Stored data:

// Copyright (c) 2026 rezky_nightky

use std::io::IsTerminal;
use std::path::PathBuf;
use std::str::FromStr;

use clap::Parser;

pub const DEFAULT_PARAMS_USAGE: &str = "DEFAULT PARAMS USAGE:\n  photorain --image ./image.jpeg --fps 60 --count 1200 --gravity 0.05 --length 7,12 --speed 1,4 --stroke 1 --margin 0 --precision 1 --fade 0.1";

pub fn color_enabled_stdout() -> bool {
    if std::env::var_os("NO_COLOR").is_some() {
        return false;
    }
    if matches!(std::env::var("CLICOLOR").ok().as_deref(), Some("0")) {
        return false;
    }
    std::io::stdout().is_terminal()
}

fn colorize_help_detail(text: &str) -> String {
    let mut out = String::with_capacity(text.len() + 64);
    for chunk in text.split_inclusive('\n') {
        let (line, nl) = chunk
            .strip_suffix('\n')
            .map(|l| (l, "\n"))
            .unwrap_or((chunk, ""));

        let is_heading =
            !line.starts_with(' ') && line.ends_with(':') && line == line.to_ascii_uppercase();

        if is_heading {
            out.push_str("\x1b[1;36m");
            out.push_str(line);
            out.push_str("\x1b[0m");
            out.push_str(nl);
            continue;
        }

        if let Some(rest) = line.strip_prefix("      Example:") {
            out.push_str("      \x1b[32mExample:\x1b[0m");
            out.push_str(rest);
            out.push_str(nl);
            continue;
        }

        if let Some(rest) = line.strip_prefix("  photorain") {
            out.push_str("  \x1b[1;34mphotorain\x1b[0m");
            out.push_str(rest);
            out.push_str(nl);
            continue;
        }

        if let Some(rest) = line.strip_prefix("  -") {
            out.push_str("  \x1b[33m-");
            out.push_str(rest);
            out.push_str("\x1b[0m");
            out.push_str(nl);
            continue;
        }

        out.push_str(line);
        out.push_str(nl);
    }
    out
}

pub fn default_params_usage_for_help() -> String {
    if color_enabled_stdout() {
        colorize_help_detail(DEFAULT_PARAMS_USAGE)
    } else {
        DEFAULT_PARAMS_USAGE.to_string()
    }
}

#[derive(Clone, Copy, Debug)]
pub struct F64Range {
    pub low: f64,
    pub high: f64,
}

impl FromStr for F64Range {
    type Err = String;

    fn from_str(s: &str) -> Result<Self, Self::Err> {
        let (a, b) = s
            .split_once(',')
            .ok_or_else(|| "expected: NUM1,NUM2".to_string())?;
        let low: f64 = a
            .trim()
            .parse()
            .map_err(|_| "invalid low value".to_string())?;
        let high: f64 = b
            .trim()
            .parse()
            .map_err(|_| "invalid high value".to_string())?;
        if !low.is_finite() || !high.is_finite() {
            return Err("range values must be finite".to_string());
        }
        if low < 0.0 || low > high {
            return Err("range must be >=0 and low <= high".to_string());
        }
        Ok(Self { low, high })
    }
}

#[derive(Parser, Debug, Clone)]
#[command(name = "photorain", version, disable_version_flag = true)]
pub struct Args {
    #[arg(
        short = 'I',
        long = "image",
        help_heading = "IMAGE",
        help = "Background photo to sample drop colors from (jpeg/png/webp)"
    )]
    pub image: Option<PathBuf>,

    #[arg(
        short = 'p',
        long = "precision",
        default_value_t = 1,
        help_heading = "IMAGE",
        help = "Pixel sampling stride (min 1 max 20); >1 trades detail for speed"
    )]
    pub precision: u32,

    #[arg(
        short = 'n',
        long = "count",
        default_value_t = 1200,
        help_heading = "RAIN",
        help = "Number of drops (min 0 max 100000)"
    )]
    pub count: usize,

    #[arg(
        short = 'g',
        long = "gravity",
        default_value_t = 0.05,
        help_heading = "RAIN",
        help = "Downward acceleration per frame (min 0 max 10)"
    )]
    pub gravity: f64,

    #[arg(
        short = 'l',
        long = "length",
        default_value = "7,12",
        help_heading = "RAIN",
        help = "Drop length range: LOW,HIGH (min 1 max 500)"
    )]
    pub length: F64Range,

    #[arg(
        short = 'S',
        long = "speed",
        default_value = "1,4",
        help_heading = "RAIN",
        help = "Initial fall speed range: LOW,HIGH (min 0 max 100)"
    )]
    pub speed: F64Range,

    #[arg(
        short = 'w',
        long = "stroke",
        default_value_t = 1,
        help_heading = "RAIN",
        help = "Stroke width in cells (min 1 max 5)"
    )]
    pub stroke: u16,

    #[arg(
        short = 'm',
        long = "margin",
        default_value_t = 0.0,
        help_heading = "RAIN",
        help = "Screen edge margin in cells (min 0 max 100)"
    )]
    pub margin: f64,

    #[arg(
        long = "fade",
        default_value_t = 0.1,
        help_heading = "APPEARANCE",
        help = "Trail fade strength per frame (min 0.01 max 1)"
    )]
    pub fade: f32,

    #[arg(
        short = 'f',
        long = "fps",
        default_value_t = 60.0,
        help_heading = "PERFORMANCE",
        help = "Target FPS (min 1 max 240)"
    )]
    pub fps: f64,

    #[arg(
        long = "show-fps",
        help_heading = "GENERAL",
        help = "Start with the FPS overlay enabled"
    )]
    pub show_fps: bool,

    #[arg(
        long = "duration",
        help_heading = "GENERAL",
        help = "Stop after N seconds (min 0.1 max 86400; <=0 disables)"
    )]
    pub duration: Option<f64>,

    #[arg(
        short = 's',
        long = "screensaver",
        help_heading = "GENERAL",
        help = "Screensaver mode (exit on keypress)"
    )]
    pub screensaver: bool,

    #[arg(
        long = "seed",
        help_heading = "GENERAL",
        help = "Seed the RNG for a reproducible run"
    )]
    pub seed: Option<u64>,

    #[arg(
        long = "perf-stats",
        help_heading = "PERFORMANCE",
        help = "Print performance statistics summary on exit"
    )]
    pub perf_stats: bool,

    #[arg(
        long = "colormode",
        help_heading = "APPEARANCE",
        help = "Force color mode (allowed: 0,16,8/256,24/32). Default: 24-bit if supported (COLORTERM), else 8-bit (TERM=...256color)"
    )]
    pub colormode: Option<u16>,

    #[arg(
        long = "check-bitcolor",
        help_heading = "HELP",
        help = "Print detected terminal color capability and exit"
    )]
    pub check_bitcolor: bool,

    #[arg(
        long = "help-detail",
        help_heading = "HELP",
        help = "Show detailed help for all parameters and exit"
    )]
    pub help_detail: bool,

    #[arg(
        long = "list-keys",
        help_heading = "HELP",
        help = "List runtime key bindings and exit"
    )]
    pub list_keys: bool,

    #[arg(
        long = "info",
        short = 'i',
        help_heading = "HELP",
        help = "Print version info and exit"
    )]
    pub info: bool,

    #[arg(
        long = "version",
        short = 'v',
        help_heading = "HELP",
        help = "Print version and exit"
    )]
    pub version: bool,
}

// Runtime knobs, read each tick. Mutations come from the key bindings and
// take effect on the next frame or spawn; the CLI validates once at startup.
#[derive(Clone, Copy, Debug)]
pub struct Settings {
    pub count: usize,
    pub gravity: f64,
    pub min_length: f64,
    pub max_length: f64,
    pub min_speed: f64,
    pub max_speed: f64,
    pub stroke_width: u16,
    pub margin: f64,
    pub precision: u32,
    pub fade: f32,
    pub show_fps: bool,
}

impl Settings {
    pub fn from_args(args: &Args) -> Self {
        Self {
            count: args.count,
            gravity: args.gravity,
            min_length: args.length.low,
            max_length: args.length.high,
            min_speed: args.speed.low,
            max_speed: args.speed.high,
            stroke_width: args.stroke,
            margin: args.margin,
            precision: args.precision,
            fade: args.fade,
            show_fps: args.show_fps,
        }
    }
}

pub fn print_list_keys() {
    if color_enabled_stdout() {
        println!("\x1b[1;36mRUNTIME KEY BINDINGS:\x1b[0m");
    } else {
        println!("RUNTIME KEY BINDINGS:");
    }
    println!();
    println!("KEY          ACTION");
    println!("q, Esc       Quit (any key in --screensaver mode)");
    println!("space        Regenerate all drops");
    println!("p            Pause / resume");
    println!("f            Toggle the FPS overlay");
    println!("Up, Down     Gravity +/- 0.01");
    println!("+, -         Drop count +/- 100");
    println!("[, ]         Sampling precision -/+ 1");
    println!("Left, Right  Stroke width -/+ 1");
}

pub fn print_help_detail() {
    let block = format!(
        "{}\n\nUSAGE:\n  photorain [OPTIONS]\n\nIMAGE:\n  -I, --image <path>\n      Background photo; drop colors are sampled from it. Without an\n      image (or if the load fails) drops fall in the plain rain color.\n      Example: photorain --image ./image.jpeg\n\n  -p, --precision <number>\n      Pixel sampling stride (min 1 max 20). 1 samples every cell;\n      higher values sample coarser blocks.\n      Example: photorain -p 4\n\nRAIN:\n  -n, --count <number>\n      Number of drops (min 0 max 100000).\n      Example: photorain -n 800\n\n  -g, --gravity <number>\n      Downward acceleration per frame (min 0 max 10).\n      Example: photorain -g 0.02\n\n  -l, --length <low,high>\n      Drop length range in cells (min 1 max 500).\n      Example: photorain --length 4,9\n\n  -S, --speed <low,high>\n      Initial fall speed range in cells per frame (min 0 max 100).\n      Example: photorain --speed 0.5,2\n\n  -w, --stroke <number>\n      Stroke width in cells (min 1 max 5).\n      Example: photorain -w 2\n\n  -m, --margin <number>\n      Screen edge margin in cells (min 0 max 100).\n      Example: photorain -m 4\n\nAPPEARANCE:\n  --fade <number>\n      Trail fade strength per frame (min 0.01 max 1). Lower values\n      leave longer trails.\n      Example: photorain --fade 0.05\n\n  --colormode <0|16|8|24>\n      Force color mode; otherwise auto-detected from COLORTERM/TERM.\n      Example: photorain --colormode 24\n\nGENERAL:\n  -s, --screensaver\n      Screensaver mode (exit on keypress).\n      Example: photorain -s\n\n  --duration <seconds>\n      Stop after N seconds (min 0.1 max 86400).\n      Example: photorain --duration 10\n\n  --seed <number>\n      Seed the RNG for a reproducible run.\n      Example: photorain --seed 7\n\n  --show-fps\n      Start with the FPS overlay enabled.\n\nPERFORMANCE:\n  -f, --fps <number>\n      Target FPS (min 1 max 240).\n      Example: photorain --fps 30\n\n  --perf-stats\n      Print performance statistics summary on exit.\n      Example: photorain --duration 10 --perf-stats\n\nHELP:\n  --check-bitcolor\n      Print detected terminal color capability and exit.\n\n  --help\n      Show short help.\n\n  --help-detail\n      Show this detailed help.\n\n  --list-keys\n      List runtime key bindings and exit.\n\n  -v, --version\n      Print version and exit.\n\n  -i, --info\n      Print version info and exit.\n",
        DEFAULT_PARAMS_USAGE
    );

    if color_enabled_stdout() {
        print!("{}", colorize_help_detail(&block));
    } else {
        print!("{}", block);
    }

    let tail = "\nLIMITS / VALID RANGES:\n";
    if color_enabled_stdout() {
        print!("{}", colorize_help_detail(tail));
    } else {
        print!("{}", tail);
    }
    println!("  --fps <number>           min 1 max 240");
    println!("  --count <number>         min 0 max 100000");
    println!("  --gravity <number>       min 0 max 10");
    println!("  --length <low,high>      min 1 max 500 (each)");
    println!("  --speed <low,high>       min 0 max 100 (each)");
    println!("  --stroke <number>        min 1 max 5");
    println!("  --margin <number>        min 0 max 100");
    println!("  --precision <number>     min 1 max 20");
    println!("  --fade <number>          min 0.01 max 1");
    println!("  --duration <seconds>     min 0.1 max 86400 (<=0 disables)");
    println!("  --colormode <0|16|8|24>  allowed values only (8==256, 24==32)");
    println!();
    print_list_keys();
}

#[cfg(test)]
mod tests {
    use super::*;

    #[test]
    fn f64_range_parses_and_validates() {
        let r: F64Range = "7,12".parse().unwrap();
        assert_eq!(r.low, 7.0);
        assert_eq!(r.high, 12.0);

        let r: F64Range = " 0.5 , 2 ".parse().unwrap();
        assert_eq!(r.low, 0.5);
        assert_eq!(r.high, 2.0);

        assert!("12,7".parse::<F64Range>().is_err());
        assert!("-1,2".parse::<F64Range>().is_err());
        assert!("7".parse::<F64Range>().is_err());
        assert!("a,b".parse::<F64Range>().is_err());
        assert!("inf,2".parse::<F64Range>().is_err());
    }
}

Assignment: In the records above, find each line with the word "bool" and copy it.

Completed exercise:
pub fn color_enabled_stdout() -> bool {
    pub show_fps: bool,
    pub screensaver: bool,
    pub perf_stats: bool,
    pub check_bitcolor: bool,
    pub help_detail: bool,
    pub list_keys: bool,
    pub info: bool,
    pub version: bool,
    pub show_fps: bool,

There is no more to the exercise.